What is being asked →
The entries below should be output exactly as written.

Collection entries →
[Start of Attachment]

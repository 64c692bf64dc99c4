//! Novelty family: how far a platform's items sit from the corpus bulk
//!
//! Mean novelty at several neighborhood sizes, frontier counts against
//! global 20th-neighbor-distance percentiles, LOF-based outlier counts,
//! and a coverage score that double-weights the sparsest fifth of the
//! embedding space.

use std::collections::{BTreeMap, BTreeSet};

use analytics_core::Platform;
use analytics_embedding::novelty::{kth_neighbor_distances, scores_from_neighborhoods};
use analytics_embedding::{local_outlier_factor, Neighbor};
use tracing::debug;

use crate::report::NoveltyMetrics;
use crate::snapshot::MetricsSnapshot;
use crate::stats::percentile;

/// Neighborhood sizes the mean-novelty variants are reported at
const NOVELTY_KS: [usize; 3] = [10, 20, 25];

/// Global percentile thresholds for the frontier counts
const FRONTIER_PERCENTILES: [u32; 4] = [80, 90, 95, 98];

/// Neighborhood size for the 20th-neighbor distance and LOF
const FRONTIER_K: usize = 20;

/// LOF thresholds the outlier counts are reported at
const LOF_THRESHOLDS: [f64; 2] = [1.5, 2.0];

/// Fraction of the corpus counted as the sparse region
const SPARSE_FRACTION: f64 = 0.20;

pub(crate) fn compute(snapshot: &MetricsSnapshot) -> BTreeMap<Platform, NoveltyMetrics> {
    // Global per-item series, computed once
    let novelty_by_k: Vec<Vec<f64>> = NOVELTY_KS
        .iter()
        .map(|&k| scores_from_neighborhoods(snapshot.neighborhoods, k))
        .collect();
    let d20 = kth_neighbor_distances(snapshot.neighborhoods, FRONTIER_K);
    let thresholds: Vec<(u32, f64)> = FRONTIER_PERCENTILES
        .iter()
        .map(|&q| (q, percentile(&d20, q as f64)))
        .collect();

    // LOF over the 20-neighborhoods (lists may be longer; truncate)
    let truncated: Vec<Vec<Neighbor>> = snapshot
        .neighborhoods
        .iter()
        .map(|hits| hits.iter().copied().take(FRONTIER_K).collect())
        .collect();
    let lof = local_outlier_factor(&truncated);

    // Sparse region: the top 20% of 20th-neighbor distances
    let sparse_cut = percentile(&d20, 100.0 * (1.0 - SPARSE_FRACTION));

    let mut result = BTreeMap::new();
    for platform in snapshot.platforms() {
        let items = &snapshot.platform_items[&platform];

        let means: Vec<f64> = novelty_by_k
            .iter()
            .map(|scores| mean_over(scores, items))
            .collect();

        let frontier_counts: BTreeMap<u32, usize> = thresholds
            .iter()
            .map(|&(q, threshold)| {
                let count = items.iter().filter(|&&i| d20[i] > threshold).count();
                (q, count)
            })
            .collect();

        let lof_outliers_1_5 = items.iter().filter(|&&i| lof[i] > LOF_THRESHOLDS[0]).count();
        let lof_outliers_2_0 = items.iter().filter(|&&i| lof[i] > LOF_THRESHOLDS[1]).count();
        let mean_lof = mean_over(&lof, items);

        let novelty_weighted_coverage =
            coverage(snapshot, platform, &d20, sparse_cut);

        result.insert(
            platform,
            NoveltyMetrics {
                mean_novelty_k10: means[0],
                mean_novelty_k20: means[1],
                mean_novelty_k25: means[2],
                frontier_counts,
                lof_outliers_1_5,
                lof_outliers_2_0,
                mean_lof,
                novelty_weighted_coverage,
            },
        );
    }
    debug!(n_platforms = result.len(), "novelty family computed");
    result
}

fn mean_over(series: &[f64], items: &[usize]) -> f64 {
    if items.is_empty() {
        return 0.0;
    }
    items.iter().map(|&i| series[i]).sum::<f64>() / items.len() as f64
}

/// Sum of sparsity weights over the platform's items inside clusters the
/// platform holds a majority (>50%) share of; items in the sparsest fifth
/// of the corpus count double
fn coverage(
    snapshot: &MetricsSnapshot,
    platform: Platform,
    d20: &[f64],
    sparse_cut: f64,
) -> f64 {
    let majority_clusters: BTreeSet<i64> = snapshot
        .cluster_sizes
        .keys()
        .filter(|&&label| snapshot.share(label, platform) > 0.5)
        .copied()
        .collect();

    snapshot.platform_items[&platform]
        .iter()
        .filter(|&&i| majority_clusters.contains(&snapshot.labels[i]))
        .map(|&i| if d20[i] > sparse_cut { 2.0 } else { 1.0 })
        .sum()
}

[End of Attachment]

Exercise output →
repository 64c692bf64dc99c4
//! Novelty family: how far a platform's items sit from the corpus bulk
//!
//! Mean novelty at several neighborhood sizes, frontier counts against
//! global 20th-neighbor-distance percentiles, LOF-based outlier counts,
//! and a coverage score that double-weights the sparsest fifth of the
//! embedding space.

use std::collections::{BTreeMap, BTreeSet};

use analytics_core::Platform;
use analytics_embedding::novelty::{kth_neighbor_distances, scores_from_neighborhoods};
use analytics_embedding::{local_outlier_factor, Neighbor};
use tracing::debug;

use crate::report::NoveltyMetrics;
use crate::snapshot::MetricsSnapshot;
use crate::stats::percentile;

/// Neighborhood sizes the mean-novelty variants are reported at
const NOVELTY_KS: [usize; 3] = [10, 20, 25];

/// Global percentile thresholds for the frontier counts
const FRONTIER_PERCENTILES: [u32; 4] = [80, 90, 95, 98];

/// Neighborhood size for the 20th-neighbor distance and LOF
const FRONTIER_K: usize = 20;

/// LOF thresholds the outlier counts are reported at
const LOF_THRESHOLDS: [f64; 2] = [1.5, 2.0];

/// Fraction of the corpus counted as the sparse region
const SPARSE_FRACTION: f64 = 0.20;

pub(crate) fn compute(snapshot: &MetricsSnapshot) -> BTreeMap<Platform, NoveltyMetrics> {
    // Global per-item series, computed once
    let novelty_by_k: Vec<Vec<f64>> = NOVELTY_KS
        .iter()
        .map(|&k| scores_from_neighborhoods(snapshot.neighborhoods, k))
        .collect();
    let d20 = kth_neighbor_distances(snapshot.neighborhoods, FRONTIER_K);
    let thresholds: Vec<(u32, f64)> = FRONTIER_PERCENTILES
        .iter()
        .map(|&q| (q, percentile(&d20, q as f64)))
        .collect();

    // LOF over the 20-neighborhoods (lists may be longer; truncate)
    let truncated: Vec<Vec<Neighbor>> = snapshot
        .neighborhoods
        .iter()
        .map(|hits| hits.iter().copied().take(FRONTIER_K).collect())
        .collect();
    let lof = local_outlier_factor(&truncated);

    // Sparse region: the top 20% of 20th-neighbor distances
    let sparse_cut = percentile(&d20, 100.0 * (1.0 - SPARSE_FRACTION));

    let mut result = BTreeMap::new();
    for platform in snapshot.platforms() {
        let items = &snapshot.platform_items[&platform];

        let means: Vec<f64> = novelty_by_k
            .iter()
            .map(|scores| mean_over(scores, items))
            .collect();

        let frontier_counts: BTreeMap<u32, usize> = thresholds
            .iter()
            .map(|&(q, threshold)| {
                let count = items.iter().filter(|&&i| d20[i] > threshold).count();
                (q, count)
            })
            .collect();

        let lof_outliers_1_5 = items.iter().filter(|&&i| lof[i] > LOF_THRESHOLDS[0]).count();
        let lof_outliers_2_0 = items.iter().filter(|&&i| lof[i] > LOF_THRESHOLDS[1]).count();
        let mean_lof = mean_over(&lof, items);

        let novelty_weighted_coverage =
            coverage(snapshot, platform, &d20, sparse_cut);

        result.insert(
            platform,
            NoveltyMetrics {
                mean_novelty_k10: means[0],
                mean_novelty_k20: means[1],
                mean_novelty_k25: means[2],
                frontier_counts,
                lof_outliers_1_5,
                lof_outliers_2_0,
                mean_lof,
                novelty_weighted_coverage,
            },
        );
    }
    debug!(n_platforms = result.len(), "novelty family computed");
    result
}

fn mean_over(series: &[f64], items: &[usize]) -> f64 {
    if items.is_empty() {
        return 0.0;
    }
    items.iter().map(|&i| series[i]).sum::<f64>() / items.len() as f64
}

/// Sum of sparsity weights over the platform's items inside clusters the
/// platform holds a majority (>50%) share of; items in the sparsest fifth
/// of the corpus count double
fn coverage(
    snapshot: &MetricsSnapshot,
    platform: Platform,
    d20: &[f64],
    sparse_cut: f64,
) -> f64 {
    let majority_clusters: BTreeSet<i64> = snapshot
        .cluster_sizes
        .keys()
        .filter(|&&label| snapshot.share(label, platform) > 0.5)
        .copied()
        .collect();

    snapshot.platform_items[&platform]
        .iter()
        .filter(|&&i| majority_clusters.contains(&snapshot.labels[i]))
        .map(|&i| if d20[i] > sparse_cut { 2.0 } else { 1.0 })
        .sum()
}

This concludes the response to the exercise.